Política Marcelo promulgou direito de preferência dos inquilinos

Marcelo promulgou direito de preferência dos inquilinos

O Parlamento tinha aprovado a 21 de Setembro o diploma que consagra o direito de preferência dos inquilinos, respondendo às dúvidas levantadas por Marcelo quando vetou o diploma em Agosto.
Marcelo promulgou direito de preferência dos inquilinos
Manuel Fernando Araújo/Lusa
Filomena Lança 12 de outubro de 2018 às 20:26

O diploma que reforça o direito de preferência dos inquilinos nas situações de venda das casas onde habitam foi esta sexta-feira promulgado pelo Presidente da República.

 

"Atendendo às alterações introduzidas pela Assembleia da República, tomando plenamente em conta as clarificações solicitadas na mensagem de 1 de agosto de 2018 e melhorando e reequilibrando o diploma, o Presidente da República promulgou o Decreto da Assembleia da República n.º 248/XIII, que altera o Código Civil, aprovado pelo Decreto-Lei n.º 47344, de 25 de Novembro de 1966, garantindo o exercício efectivo do direito de preferência pelos arrendatários na alienação do locado", refere uma nota colocada no site da Presidência.

 

O Parlamento tinha aprovado este diploma a 21 de Setembro, respondendo às dúvidas levantadas por Marcelo quando vetou o diploma em Agosto.

 

Além disso foi introduzida uma nova regra, que não contava do decreto vetado e segundo a qual o direito de preferência só poderá ser exercido por inquilinos que esteja nas habitações arrendadas há mais de dois anos.

 

Actualmente a lei prevê que tenham de ser três anos e nas alterações entretanto feitas, com o diploma que acabaria por ser vetado por Marcelo, esse prazo tinha caído, ou seja, qualquer arrendatário poderia invocar o direito de preferência, independentemente do tempo que tivesse de contrato.

 

Os socialistas não conseguiram apoio à esquerda nem à direita para outras mudanças que queriam aproveitar para fazer. Foi o caso da proposta que apresentaram para que, no caso de venda de todo um imóvel, se o inquilino alegasse que a obrigatoriedade de vender uma única fracção à parte causaria prejuízo, então não haveria lugar à invocação do direito de preferência. Isso valeria, por exemplo, para casos como o da venda da Fidelidade, que está a vender em bloco um conjunto de imóveis. O PS teve apoio apenas do PAN e todas as outras bancadas votaram contra.

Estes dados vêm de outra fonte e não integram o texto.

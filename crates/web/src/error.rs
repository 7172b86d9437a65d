//! Turning service errors into error pages.

use axum::response::{IntoResponse, Response};
use yatube_common::AppError;

use crate::templates::core::{self, ErrorContext};

/// An error rendered as an HTML page.
#[derive(Debug)]
pub struct PageError(pub AppError);

/// Result of a page handler.
pub type PageResult<T = Response> = Result<T, PageError>;

impl From<AppError> for PageError {
    fn from(err: AppError) -> Self {
        Self(err)
    }
}

impl IntoResponse for PageError {
    fn into_response(self) -> Response {
        let err = self.0;
        let status = err.status_code();

        if err.is_server_error() {
            tracing::error!(error = %err, code = err.error_code(), "Server error");
            return core::server_error(&ErrorContext {
                status: status.as_u16(),
                message: String::new(),
                path: None,
            });
        }

        tracing::debug!(error = %err, code = err.error_code(), "Client error");
        let ctx = ErrorContext {
            status: status.as_u16(),
            message: client_message(&err),
            path: None,
        };
        if err.is_not_found() {
            core::not_found(&ctx, None)
        } else {
            core::error(&ctx, None)
        }
    }
}

fn client_message(err: &AppError) -> String {
    match err {
        AppError::NotFound(_)
        | AppError::UserNotFound(_)
        | AppError::PostNotFound(_)
        | AppError::GroupNotFound(_) => "The requested page does not exist.".to_string(),
        AppError::Unauthorized => "Please log in.".to_string(),
        AppError::Forbidden(msg)
        | AppError::BadRequest(msg)
        | AppError::Validation(msg)
        | AppError::Conflict(msg) => msg.clone(),
        AppError::Database(_) | AppError::Storage(_) | AppError::Config(_) | AppError::Internal(_) => {
            String::new()
        }
    }
}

No PS, as deputadas Helena Roseta e Wanda Guimarães abstiveram-se quando foi a votação deste artigo.

 

Reforço só para o arrendamento habitacional

 

Tal como Marcelo tinha sugerido, este reforço do direito de preferência no caso de imóveis que não estejam em propriedade horizontal aplicar-se-á apenas ao arrendamento habitacional, mantendo-se o espírito inicial das alterações, que era o de proteger o direito à habitação.

 

Por outro lado, e seguindo também as directrizes do Presidente da República, ficou definido que estando a fracção sobre a quem é exercida a preferência ainda em propriedade vertical, então o respectivo valor será calculado através de uma regra de permilagem aplicada ao valor que o proprietário esteja a pedir sobre a totalidade do prédio.